# DATA FOR THIS TASK:
//! HTTP client used by the download backends.
//!
//! This module wraps `reqwest` with:
//! - Streaming downloads straight to disk with a progress callback
//! - Custom User-Agent, timeouts, proxy and CA certificate support
//! - JSON POST for API-style endpoints (used by the cloud mirror)
//!
//! Requests are attempted once. Retrying is left to the caller.
//!
//! # Examples
//!
//! ```no_run
//! use sitm_transfer::http::{HttpClient, HttpClientConfig};
//! use std::time::Duration;
//!
//! # async fn example() -> Result<(), Box<dyn std::error::Error>> {
//! let config = HttpClientConfig::new()
//!     .with_timeout(Duration::from_secs(60))
//!     .with_user_agent("sitm-test/1.0".to_string());
//! let client = HttpClient::with_config(config)?;
//!
//! client.download(
//!     "https://example.com/release.zip",
//!     "/tmp/release.zip".as_ref(),
//!     |received, total| println!("{}/{:?} bytes", received, total),
//! ).await?;
//! # Ok(())
//! # }
//! ```

use futures_util::StreamExt;
use reqwest::{Client, Response};
use serde::de::DeserializeOwned;
use serde::Serialize;
use std::path::{Path, PathBuf};
use std::time::Duration;
use thiserror::Error;
use tokio::fs::File;
use tokio::io::AsyncWriteExt;

const DEFAULT_USER_AGENT: &str = concat!("sitm/", env!("CARGO_PKG_VERSION"));
const DEFAULT_TIMEOUT: Duration = Duration::from_secs(30);
const DEFAULT_CONNECT_TIMEOUT: Duration = Duration::from_secs(10);

#[derive(Debug, Error)]
pub enum HttpError {
    #[error("Request failed: {0}")]
    Request(#[from] reqwest::Error),

    #[error("HTTP {status}: {url}")]
    HttpStatus { status: u16, url: String },

    #[error("IO error: {0}")]
    Io(#[from] std::io::Error),

    #[error("JSON deserialization error: {0}")]
    JsonParse(String),
}

#[derive(Debug, Clone)]
pub struct HttpClient {
    client: Client,
    user_agent: String,
    request_timeout: Duration,
}

impl HttpClient {
    pub fn new() -> Result<Self, reqwest::Error> {
        Self::with_config(HttpClientConfig::default())
    }

    pub fn with_config(config: HttpClientConfig) -> Result<Self, reqwest::Error> {
        // Downloads may legitimately run for hours, so the client only
        // limits idle time; whole-request limits are set per API call
        let mut builder = Client::builder()
            .read_timeout(config.timeout)
            .connect_timeout(config.connect_timeout)
            .gzip(true)
            .user_agent(&config.user_agent);

        if config.no_proxy {
            builder = builder.no_proxy();
        } else if let Some(proxy_url) = &config.proxy {
            let proxy = reqwest::Proxy::all(proxy_url)?;
            builder = builder.proxy(proxy);
        }

        // Add custom CA certificate if configured
        if let Some(cafile) = &config.cafile {
            match std::fs::read(cafile) {
                Ok(cert_bytes) => match reqwest::Certificate::from_pem(&cert_bytes) {
                    Ok(cert) => builder = builder.add_root_certificate(cert),
                    Err(e) => log::warn!("Ignoring CA file {}: {}", cafile.display(), e),
                },
                Err(e) => log::warn!("Cannot read CA file {}: {}", cafile.display(), e),
            }
        }

        let client = builder.build()?;

        Ok(Self {
            client,
            user_agent: config.user_agent,
            request_timeout: config.timeout,
        })
    }

    /// Perform a GET request, failing on non-success status codes
    pub async fn get(&self, url: &str) -> Result<Response, HttpError> {
        let response = self.client.get(url).send().await?;
        Self::check_status(response, url)
    }

    /// POST a JSON body and deserialize the JSON reply
    pub async fn post_json<B, T>(&self, url: &str, body: &B) -> Result<T, HttpError>
    where
        B: Serialize + ?Sized,
        T: DeserializeOwned,
    {
        let response = self
            .client
            .post(url)
            .json(body)
            .timeout(self.request_timeout)
            .send()
            .await?;
        let response = Self::check_status(response, url)?;
        let text = response.text().await?;

        serde_json::from_str(&text).map_err(|e| HttpError::JsonParse(e.to_string()))
    }

    fn check_status(response: Response, url: &str) -> Result<Response, HttpError> {
        let status = response.status();
        if status.is_success() {
            Ok(response)
        } else {
            Err(HttpError::HttpStatus {
                status: status.as_u16(),
                url: url.to_string(),
            })
        }
    }

    /// Download a file, calling `progress(received, content_length)` after
    /// every chunk. `content_length` is `None` when the server omits it.
    pub async fn download<F>(&self, url: &str, dest: &Path, progress: F) -> Result<u64, HttpError>
    where
        F: FnMut(u64, Option<u64>),
    {
        let response = self.get(url).await?;
        write_stream(response, dest, progress, |chunk| chunk).await
    }

    /// Like [`download`](Self::download) but passes every chunk through
    /// `transform` before it is written (used for stream decryption).
    pub async fn download_with<F, T>(
        &self,
        url: &str,
        dest: &Path,
        progress: F,
        transform: T,
    ) -> Result<u64, HttpError>
    where
        F: FnMut(u64, Option<u64>),
        T: FnMut(Vec<u8>) -> Vec<u8>,
    {
        let response = self.get(url).await?;
        write_stream(response, dest, progress, transform).await
    }

    /// Get the configured user agent
    pub fn user_agent(&self) -> &str {
        &self.user_agent
    }
}

async fn write_stream<F, T>(
    response: Response,
    dest: &Path,
    mut progress: F,
    mut transform: T,
) -> Result<u64, HttpError>
where
    F: FnMut(u64, Option<u64>),
    T: FnMut(Vec<u8>) -> Vec<u8>,
{
    let total_size = response.content_length();

    if let Some(parent) = dest.parent() {
        tokio::fs::create_dir_all(parent).await?;
    }

    let mut file = File::create(dest).await?;
    let mut downloaded: u64 = 0;

    let mut stream = response.bytes_stream();
    while let Some(chunk) = stream.next().await {
        let chunk = chunk?;
        downloaded += chunk.len() as u64;
        let data = transform(chunk.to_vec());
        file.write_all(&data).await?;

        progress(downloaded, total_size);
    }

    file.flush().await?;

    Ok(downloaded)
}

#[derive(Debug, Clone)]
pub struct HttpClientConfig {
    /// Longest silence while streaming a body, and the whole-request limit
    /// for JSON API calls
    pub timeout: Duration,
    pub connect_timeout: Duration,
    pub proxy: Option<String>,
    pub no_proxy: bool,
    pub cafile: Option<PathBuf>,
    pub user_agent: String,
}

impl Default for HttpClientConfig {
    fn default() -> Self {
        Self {
            timeout: DEFAULT_TIMEOUT,
            connect_timeout: DEFAULT_CONNECT_TIMEOUT,
            proxy: None,
            no_proxy: false,
            cafile: None,
            user_agent: DEFAULT_USER_AGENT.to_string(),
        }
    }
}

impl HttpClientConfig {
    pub fn new() -> Self {
        Self::default()
    }

    pub fn with_timeout(mut self, timeout: Duration) -> Self {
        self.timeout = timeout;
        self
    }

    pub fn with_connect_timeout(mut self, connect_timeout: Duration) -> Self {
        self.connect_timeout = connect_timeout;
        self
    }

    pub fn with_proxy(mut self, proxy: String) -> Self {
        self.proxy = Some(proxy);
        self
    }

    /// Ignore both configured and system proxies
    pub fn with_no_proxy(mut self) -> Self {
        self.no_proxy = true;
        self
    }

    pub fn with_cafile(mut self, cafile: PathBuf) -> Self {
        self.cafile = Some(cafile);
        self
    }

    pub fn with_user_agent(mut self, user_agent: String) -> Self {
        self.user_agent = user_agent;
        self
    }
}

#[cfg(test)]
mod tests {
    use super::*;

    #[test]
    fn test_config_builder() {
        let config = HttpClientConfig::new()
            .with_timeout(Duration::from_secs(60))
            .with_connect_timeout(Duration::from_secs(5))
            .with_user_agent("Test/1.0".to_string());

        assert_eq!(config.timeout, Duration::from_secs(60));
        assert_eq!(config.connect_timeout, Duration::from_secs(5));
        assert_eq!(config.user_agent, "Test/1.0");
        assert!(!config.no_proxy);
    }

    #[test]
    fn test_default_config() {
        let config = HttpClientConfig::default();
        assert_eq!(config.timeout, DEFAULT_TIMEOUT);
        assert_eq!(config.connect_timeout, DEFAULT_CONNECT_TIMEOUT);
        assert!(config.proxy.is_none());
        assert!(config.user_agent.starts_with("sitm/"));
    }

    #[test]
    fn test_client_keeps_user_agent() {
        let config = HttpClientConfig::new().with_user_agent("Custom/2.0".to_string());
        let client = HttpClient::with_config(config).unwrap();
        assert_eq!(client.user_agent(), "Custom/2.0");
    }

    #[test]
    fn test_missing_cafile_is_ignored() {
        let config = HttpClientConfig::new().with_cafile(PathBuf::from("/nonexistent/ca.pem"));
        assert!(HttpClient::with_config(config).is_ok());
    }
}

# TASK TO CARRY OUT:
Of the lines above, extract only those from the line with "Ok(cert) => builder" to the line with "the JSON reply", both included, exactly as written.

# EXERCISE ANSWER:
                    Ok(cert) => builder = builder.add_root_certificate(cert),
                    Err(e) => log::warn!("Ignoring CA file {}: {}", cafile.display(), e),
                },
                Err(e) => log::warn!("Cannot read CA file {}: {}", cafile.display(), e),
            }
        }

        let client = builder.build()?;

        Ok(Self {
            client,
            user_agent: config.user_agent,
            request_timeout: config.timeout,
        })
    }

    /// Perform a GET request, failing on non-success status codes
    pub async fn get(&self, url: &str) -> Result<Response, HttpError> {
        let response = self.client.get(url).send().await?;
        Self::check_status(response, url)
    }

    /// POST a JSON body and deserialize the JSON reply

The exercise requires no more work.